Schedule 1 to Assignment and Assumption of Contracts, Warranties and
Guaranties, and Other Intangible Property

List of Contracts



 

Exhibit G
Schedule 1-1

 


 

Confidential

EXHIBIT “H”

Form of Tenant Estoppel Certificate

TENANT ESTOPPEL CERTIFICATE

TO:        ____________________

TENANT:    ____________________

RE:        ____________________

THIS IS TO CERTIFY THAT:

1.    The undersigned is the “Tenant” under that certain Lease, dated ____________________, _____ (the “Original Lease”) between Tenant and ____________________ (“Landlord”), covering the premises described above (the “Premises”).

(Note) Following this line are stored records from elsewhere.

//! Arbitration contract tests
//!
//! Verify the consensus rules of `SourceManager::resolve`: unanimity
//! short-circuits, the most trusted reporter beats any majority, and the
//! result is always an address some source actually reported, of exactly
//! the requested family.

mod common;

use std::net::IpAddr;

use common::{ScriptedSource, short_timeout};
use dynip_core::SourceManager;
use dynip_core::traits::IpVersion;

fn ip(s: &str) -> IpAddr {
    s.parse().unwrap()
}

#[tokio::test]
async fn unanimous_sources_win_regardless_of_priority() {
    let mut manager = SourceManager::new(vec![
        ScriptedSource::new("a", 9).with_ipv4("203.0.113.5").into_arc(),
        ScriptedSource::new("b", 3).with_ipv4("203.0.113.5").into_arc(),
        ScriptedSource::new("c", 0).with_ipv4("203.0.113.5").into_arc(),
    ]);

    let client = reqwest::Client::new();
    let resolved = manager
        .resolve(&client, IpVersion::V4, short_timeout())
        .await;

    assert_eq!(resolved, Some(ip("203.0.113.5")));
}

#[tokio::test]
async fn most_trusted_source_overrides_disagreement() {
    let mut manager = SourceManager::new(vec![
        ScriptedSource::new("a", 0).with_ipv4("1.1.1.1").into_arc(),
        ScriptedSource::new("b", 5).with_ipv4("2.2.2.2").into_arc(),
    ]);

    let client = reqwest::Client::new();
    let resolved = manager
        .resolve(&client, IpVersion::V4, short_timeout())
        .await;

    assert_eq!(resolved, Some(ip("1.1.1.1")));
}

#[tokio::test]
async fn majority_is_not_authoritative() {
    // A single priority-0 source beats a two-source majority at priority 5
    let mut manager = SourceManager::new(vec![
        ScriptedSource::new("a", 0).with_ipv4("9.9.9.9").into_arc(),
        ScriptedSource::new("b", 5).with_ipv4("8.8.8.8").into_arc(),
        ScriptedSource::new("c", 5).with_ipv4("8.8.8.8").into_arc(),
    ]);

    let client = reqwest::Client::new();
    let resolved = manager
        .resolve(&client, IpVersion::V4, short_timeout())
        .await;

    assert_eq!(resolved, Some(ip("9.9.9.9")));
}

#[tokio::test]
async fn no_candidates_resolves_to_none() {
    // Sources are reachable but have nothing to report for the family
    let mut manager = SourceManager::new(vec![
        ScriptedSource::new("a", 0).into_arc(),
        ScriptedSource::new("b", 1).into_arc(),
    ]);

    let client = reqwest::Client::new();
    let resolved = manager
        .resolve(&client, IpVersion::V4, short_timeout())
        .await;

    assert_eq!(resolved, None);
}

#[tokio::test]
async fn ipv6_answers_never_count_for_ipv4() {
    let mut manager = SourceManager::new(vec![
        ScriptedSource::new("a", 0).with_ipv6("2001:db8::1").into_arc(),
        ScriptedSource::new("b", 5).with_ipv4("203.0.113.5").into_arc(),
    ]);

    let client = reqwest::Client::new();

    // The priority-0 source only knows IPv6, so the v4 resolve must come
    // from the lower-trust source
    let v4 = manager
        .resolve(&client, IpVersion::V4, short_timeout())
        .await;
    assert_eq!(v4, Some(ip("203.0.113.5")));

    let v6 = manager
        .resolve(&client, IpVersion::V6, short_timeout())
        .await;
    assert_eq!(v6, Some(ip("2001:db8::1")));
}

#[tokio::test]
async fn family_without_any_reporter_resolves_to_none() {
    let mut manager = SourceManager::new(vec![
        ScriptedSource::new("a", 0).with_ipv4("203.0.113.5").into_arc(),
    ]);

    let client = reqwest::Client::new();
    let resolved = manager
        .resolve(&client, IpVersion::V6, short_timeout())
        .await;

    assert_eq!(resolved, None);
}

#[tokio::test]
async fn priority_tie_break_is_deterministic() {
    // Two distinct values share the minimum priority; the winner is the one
    // first observed over the working-set iteration, which follows
    // registration order on equal priorities — not task completion order.
    let sources = || {
        vec![
            ScriptedSource::new("a", 3).with_ipv4("2.2.2.2").into_arc(),
            ScriptedSource::new("b", 3).with_ipv4("1.1.1.1").into_arc(),
        ]
    };

    let client = reqwest::Client::new();
    for _ in 0..5 {
        let mut manager = SourceManager::new(sources());
        let resolved = manager
            .resolve(&client, IpVersion::V4, short_timeout())
            .await;
        assert_eq!(resolved, Some(ip("2.2.2.2")));
    }
}

#[tokio::test(start_paused = true)]
async fn hung_fetch_cannot_stall_the_cycle() {
    let mut manager = SourceManager::new(vec![
        ScriptedSource::new("slow", 0)
            .with_ipv4("1.1.1.1")
            .with_fetch_delay(std::time::Duration::from_secs(3600))
            .into_arc(),
        ScriptedSource::new("fast", 5).with_ipv4("2.2.2.2").into_arc(),
    ]);

    let client = reqwest::Client::new();
    let resolved = manager
        .resolve(&client, IpVersion::V4, short_timeout())
        .await;

    // The hung source is bounded by the timeout and contributes nothing
    assert_eq!(resolved, Some(ip("2.2.2.2")));
}

#[tokio::test]
async fn failed_fetch_does_not_abort_the_others() {
    // An unreachable source is dropped at discovery; the rest still answer
    let mut manager = SourceManager::new(vec![
        ScriptedSource::new("dead", 0).unreachable().into_arc(),
        ScriptedSource::new("alive", 5).with_ipv4("203.0.113.5").into_arc(),
    ]);

    let client = reqwest::Client::new();
    let resolved = manager
        .resolve(&client, IpVersion::V4, short_timeout())
        .await;

    assert_eq!(resolved, Some(ip("203.0.113.5")));
}
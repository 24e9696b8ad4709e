//! Address extraction from raw service payloads
//!
//! Detection services answer in plain text, JSON, or HTML. Extraction first
//! tries a direct parse of the whole trimmed payload as an IP literal, then
//! falls back to pattern-scanning for an IPv4 dotted-quad or IPv6 colon-hex
//! token. Every scanned token must re-parse as a valid address of the
//! requested family or it is discarded, so `999.999.999.999` never leaks
//! through.

use std::net::{Ipv4Addr, Ipv6Addr};
use std::sync::LazyLock;

use regex::Regex;

static IPV4_PATTERN: LazyLock<Regex> =
    LazyLock::new(|| Regex::new(r"\b(?:[0-9]{1,3}\.){3}[0-9]{1,3}\b").unwrap());

// Full (uncompressed) colon-hex form only; compressed "::" forms are caught
// by the direct-parse path when they make up the whole payload.
static IPV6_PATTERN: LazyLock<Regex> =
    LazyLock::new(|| Regex::new(r"\b(?:[A-Fa-f0-9]{1,4}:){7}[A-Fa-f0-9]{1,4}\b").unwrap());

/// Extract an IPv4 address from a raw response payload
pub fn ipv4_from_response(text: &str) -> Option<Ipv4Addr> {
    let trimmed = text.trim();
    if trimmed.is_empty() {
        return None;
    }

    if let Ok(ip) = trimmed.parse::<Ipv4Addr>() {
        return Some(ip);
    }

    IPV4_PATTERN
        .find_iter(trimmed)
        .find_map(|m| m.as_str().parse().ok())
}

/// Extract an IPv6 address from a raw response payload
pub fn ipv6_from_response(text: &str) -> Option<Ipv6Addr> {
    let trimmed = text.trim();
    if trimmed.is_empty() {
        return None;
    }

    if let Ok(ip) = trimmed.parse::<Ipv6Addr>() {
        return Some(ip);
    }

    IPV6_PATTERN
        .find_iter(trimmed)
        .find_map(|m| m.as_str().parse().ok())
}
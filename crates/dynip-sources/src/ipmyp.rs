//! ipmyp.ir detection source
//!
//! Two-step AJAX protocol: the landing page embeds a dynamic endpoint URL
//! and a one-time nonce in the attributes of its widget root element; the
//! address comes from a follow-up POST authenticated by that nonce.
//!
//! The nonce is short-lived, so both steps run inside a single `fetch` —
//! nothing is cached between cycles, and any failure restarts the
//! negotiation from the landing page on the next cycle.

use std::net::Ipv4Addr;
use std::sync::LazyLock;
use std::time::Duration;

use async_trait::async_trait;
use dynip_core::traits::{IpSource, SourceReport};
use regex::Regex;
use serde_json::Value;
use tracing::debug;

use crate::extract::ipv4_from_response;
use crate::http::{get_text, probe_url};

const URL: &str = "https://ipmyp.ir";
const AJAX_ACTION: &str = "ipvj_lite_lookup";

static ROOT_PATTERN: LazyLock<Regex> =
    LazyLock::new(|| Regex::new(r#"(?i)<div[^>]*id="ipvj-lite-root"[^>]*>"#).unwrap());

static AJAX_ATTR: LazyLock<Regex> =
    LazyLock::new(|| Regex::new(r#"data-ajax="([^"]+)""#).unwrap());

static NONCE_ATTR: LazyLock<Regex> =
    LazyLock::new(|| Regex::new(r#"data-nonce="([^"]+)""#).unwrap());

/// Locate the widget root element and pull out its AJAX endpoint and nonce.
/// Attribute order within the tag does not matter.
fn parse_ajax_params(html: &str) -> Option<(String, String)> {
    let root = ROOT_PATTERN.find(html)?.as_str();

    let ajax_url = AJAX_ATTR.captures(root)?[1].to_string();
    let nonce = NONCE_ATTR.captures(root)?[1].to_string();

    Some((ajax_url, nonce))
}

/// Pull the reported address out of the AJAX answer
/// (`{"success": true, "data": {"ip": "..."}}`).
fn parse_ajax_answer(body: &str) -> Option<Ipv4Addr> {
    let answer: Value = serde_json::from_str(body).ok()?;

    if answer["success"] != Value::Bool(true) {
        return None;
    }

    answer["data"]["ip"]
        .as_str()
        .and_then(ipv4_from_response)
}

pub struct IpMypSource;

impl IpMypSource {
    async fn lookup(&self, client: &reqwest::Client, timeout: Duration) -> Option<Ipv4Addr> {
        // Step 1: landing page, extract dynamic endpoint + nonce
        let html = get_text(client, URL, timeout).await?;
        let (ajax_url, nonce) = parse_ajax_params(&html)?;

        // Step 2: the nonce-authenticated lookup. Omitting the "ip" field
        // makes the service report the caller's own address.
        let response = client
            .post(&ajax_url)
            .form(&[("action", AJAX_ACTION), ("nonce", nonce.as_str())])
            .header("X-Requested-With", "XMLHttpRequest")
            .header("Referer", "https://ipmyp.ir/")
            .header("Origin", "https://ipmyp.ir")
            .timeout(timeout)
            .send()
            .await
            .ok()?;

        if !response.status().is_success() {
            debug!(status = %response.status(), "ajax lookup rejected");
            return None;
        }

        let body = response.text().await.ok()?;
        parse_ajax_answer(&body)
    }
}

#[async_trait]
impl IpSource for IpMypSource {
    fn name(&self) -> &'static str {
        "ipmyp.ir"
    }

    fn priority(&self) -> u8 {
        1
    }

    async fn probe(&self, client: &reqwest::Client, timeout: Duration) -> bool {
        probe_url(client, URL, timeout).await
    }

    async fn fetch(&self, client: &reqwest::Client, timeout: Duration) -> SourceReport {
        SourceReport {
            ipv4: self.lookup(client, timeout).await,
            ipv6: None,
        }
    }
}

#[cfg(test)]
mod tests {
    use super::*;

    #[test]
    fn extracts_endpoint_and_nonce() {
        let html = r#"<div id="ipvj-lite-root" data-ajax="https://ipmyp.ir/wp-admin/admin-ajax.php" data-nonce="ab12cd34">"#;
        assert_eq!(
            parse_ajax_params(html),
            Some((
                "https://ipmyp.ir/wp-admin/admin-ajax.php".to_string(),
                "ab12cd34".to_string()
            ))
        );
    }

    #[test]
    fn attribute_order_is_irrelevant() {
        let html = r#"<body><div class="w" data-nonce="n0" data-ajax="https://x/a.php" id="ipvj-lite-root"></div></body>"#;
        assert_eq!(
            parse_ajax_params(html),
            Some(("https://x/a.php".to_string(), "n0".to_string()))
        );
    }

    #[test]
    fn missing_root_element_yields_none() {
        assert_eq!(parse_ajax_params("<div id=\"other\"></div>"), None);
    }

    #[test]
    fn missing_nonce_yields_none() {
        let html = r#"<div id="ipvj-lite-root" data-ajax="https://x/a.php">"#;
        assert_eq!(parse_ajax_params(html), None);
    }

    #[test]
    fn parses_successful_answer() {
        let body = r#"{"success": true, "data": {"ip": "203.0.113.5"}}"#;
        assert_eq!(parse_ajax_answer(body), Some(Ipv4Addr::new(203, 0, 113, 5)));
    }

    #[test]
    fn unsuccessful_answer_yields_none() {
        assert_eq!(parse_ajax_answer(r#"{"success": false}"#), None);
        assert_eq!(parse_ajax_answer("not json"), None);
    }

    #[test]
    fn invalid_address_in_answer_rejected() {
        let body = r#"{"success": true, "data": {"ip": "not an ip"}}"#;
        assert_eq!(parse_ajax_answer(body), None);
    }
}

2.    The Original Lease has not been modified, assigned, supplemented, or amended in any respect, except by the following instruments:

(insert dates of all modifications, assignments, supplements, or amendments; if blank, then “none”).  The Original Lease, as so modified, assigned, supplemented, and/or amended, as applicable (collectively, the “Lease”), constitutes the entire agreement between Landlord and Tenant and is valid and in full force and effect on the date hereof.  A correct and complete copy of the Lease is attached hereto as Exhibit A.

3.    The Premises contain ____________________ rentable square feet.  Landlord delivered the Premises to Tenant in accordance with the terms of the Lease on __________ ________________________.  Tenant has accepted the Premises and now occupies the Premises.  The Lease term commenced on ____________________, _____, and will expire on ____________________.  Any improvements to be constructed on the Premises by Landlord have been completed and accepted by Tenant and any tenant construction allowances payable by Landlord have been paid.  Tenant has ____________________ (if blank, then “none”) options to renew the initial term of the Lease, each for a period of ____________________ years (if blank, then “none”).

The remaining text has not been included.